In about 20 minutes, the teacher turned off the burners. He removed the carrot, egg and coffee and placed them in separate bowls. Turning to Ryan he asked, “What do you see?” “A carrot, an egg and coffee” was the reply. He asked Ryan to feel them. Ryan did so and noted that the carrots were soft and the egg was hard-boiled. Finally, he sipped the coffee and smiled as he tasted its rich aroma. Humbly he asked, “What does it all mean sir?” The teacher explained that each of these had faced the same situation, boiling water, but each reacted differently. The carrot went in strong, hard and unrelenting, but in the boiling water, it softened and became weak. The egg had been fragile. But after sitting through the boiling water, it became hard. The ground coffee beans were unique however. After they were in the boiling water, they had changed the water. “Which are you?” he asked Ryan. “When crisis knocks on your door, how do you respond? Are you a carrot, an egg or a coffee bean?”

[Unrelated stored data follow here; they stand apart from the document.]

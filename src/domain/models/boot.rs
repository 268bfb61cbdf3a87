use serde::{Deserialize, Serialize};

use super::help::HelpLinkRegistry;

/// Role that may always open the session default settings
pub const SYSTEM_MANAGER_ROLE: &str = "System Manager";

/// Feature switches of the desk toolbar
#[derive(Debug, Clone, Copy, PartialEq, Eq, Serialize, Deserialize)]
pub struct DeskSettings {
    pub notifications: bool,
    pub search_bar: bool,
}

impl Default for DeskSettings {
    fn default() -> Self {
        Self {
            notifications: true,
            search_bar: true,
        }
    }
}

/// Installed application shown in the about dialog
#[derive(Debug, Clone, PartialEq, Serialize, Deserialize)]
pub struct AppInfo {
    pub name: String,
    pub title: String,
    pub version: String,
}

/// Session data the toolbar needs at startup
#[derive(Debug, Clone, PartialEq, Default, Serialize, Deserialize)]
pub struct BootInfo {
    pub user: String,
    pub roles: Vec<String>,
    /// Read permission on the session default settings document
    pub can_read_session_defaults: bool,
    pub desk_settings: DeskSettings,
    pub help_links: HelpLinkRegistry,
    pub apps: Vec<AppInfo>,
}

impl BootInfo {
    pub fn is_guest(&self) -> bool {
        self.user.is_empty() || self.user == "Guest"
    }

    pub fn has_role(&self, role: &str) -> bool {
        self.roles.iter().any(|r| r == role)
    }

    /// Whether the session defaults prompt gets a "Settings" shortcut
    pub fn can_open_session_default_settings(&self) -> bool {
        self.has_role(SYSTEM_MANAGER_ROLE) || self.can_read_session_defaults
    }
}

#[cfg(test)]
mod tests {
    use super::*;

    #[test]
    fn test_guest_detection() {
        let boot = BootInfo {
            user: "Guest".to_string(),
            ..Default::default()
        };
        assert!(boot.is_guest());
        assert!(BootInfo::default().is_guest());
    }

    #[test]
    fn test_settings_access_by_role_or_permission() {
        let mut boot = BootInfo {
            user: "jane@example.com".to_string(),
            ..Default::default()
        };
        assert!(!boot.can_open_session_default_settings());

        boot.can_read_session_defaults = true;
        assert!(boot.can_open_session_default_settings());

        boot.can_read_session_defaults = false;
        boot.roles.push(SYSTEM_MANAGER_ROLE.to_string());
        assert!(boot.can_open_session_default_settings());
    }
}
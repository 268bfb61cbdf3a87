//! Browser side effects of toolbar actions
//!
//! WASM-only bodies; every function is a no-op during server rendering.

#[cfg(target_arch = "wasm32")]
use wasm_bindgen::JsCast;

use crate::shared::constants::FULL_WIDTH_CLASS;
#[cfg(target_arch = "wasm32")]
use crate::shared::constants::{SEARCH_FOCUS_DELAY_MS, WEBSITE_PATH};

/// Add or remove the full width class on `<body>`
#[cfg(target_arch = "wasm32")]
pub fn apply_full_width_class(enabled: bool) {
    let body = web_sys::window()
        .and_then(|window| window.document())
        .and_then(|document| document.body());
    if let Some(body) = body {
        if let Err(e) = body.class_list().toggle_with_force(FULL_WIDTH_CLASS, enabled) {
            tracing::warn!("Failed to toggle {} class: {:?}", FULL_WIDTH_CLASS, e);
        }
    }
}

#[cfg(not(target_arch = "wasm32"))]
pub fn apply_full_width_class(enabled: bool) {
    tracing::trace!(class = FULL_WIDTH_CLASS, enabled, "Skipping body class outside the browser");
}

/// Hard reload of the current page
#[cfg(target_arch = "wasm32")]
pub fn reload_page() {
    if let Some(window) = web_sys::window() {
        if let Err(e) = window.location().reload() {
            tracing::error!("Reload failed: {:?}", e);
        }
    }
}

#[cfg(not(target_arch = "wasm32"))]
pub fn reload_page() {}

/// Open `url` in a new tab without giving it access to this window
#[cfg(target_arch = "wasm32")]
pub fn open_in_new_tab(url: &str) {
    if let Some(window) = web_sys::window() {
        if let Err(e) = window.open_with_url_and_target_and_features(url, "_blank", "noopener") {
            tracing::error!("Failed to open {}: {:?}", url, e);
        }
    }
}

#[cfg(not(target_arch = "wasm32"))]
pub fn open_in_new_tab(_url: &str) {}

/// Public site view in a new tab
#[cfg(target_arch = "wasm32")]
pub fn open_website() {
    open_in_new_tab(WEBSITE_PATH);
}

#[cfg(not(target_arch = "wasm32"))]
pub fn open_website() {}

/// Focus an input once the modal holding it has been shown
#[cfg(target_arch = "wasm32")]
pub async fn focus_after_delay(element_id: &str) {
    gloo_timers::future::TimeoutFuture::new(SEARCH_FOCUS_DELAY_MS).await;
    let element = web_sys::window()
        .and_then(|window| window.document())
        .and_then(|document| document.get_element_by_id(element_id))
        .and_then(|element| element.dyn_into::<web_sys::HtmlElement>().ok());
    if let Some(element) = element {
        let _ = element.focus();
    }
}

#[cfg(not(target_arch = "wasm32"))]
pub async fn focus_after_delay(_element_id: &str) {}
pub mod navbar;

pub use navbar::{field_keeps_key, keep_key_in_field, shortcut_for, Navbar, Shortcut};
pub mod models;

This story has an important lesson for us. Are you like the carrot that seems hard, but in crisis do you lose your strength? Or are you like the egg, which has a gentle heart but lets a bad experience make you bitter and tough. Children, we must all aim to be like the coffee bean. If you are like the bean, when things are at their worst, you get better and make things around you better. How you think about the problem is more important than the problem itself. That is why it is so important to always think positive. The secret of life isn’t what happens to you, but what you do with what happens to you.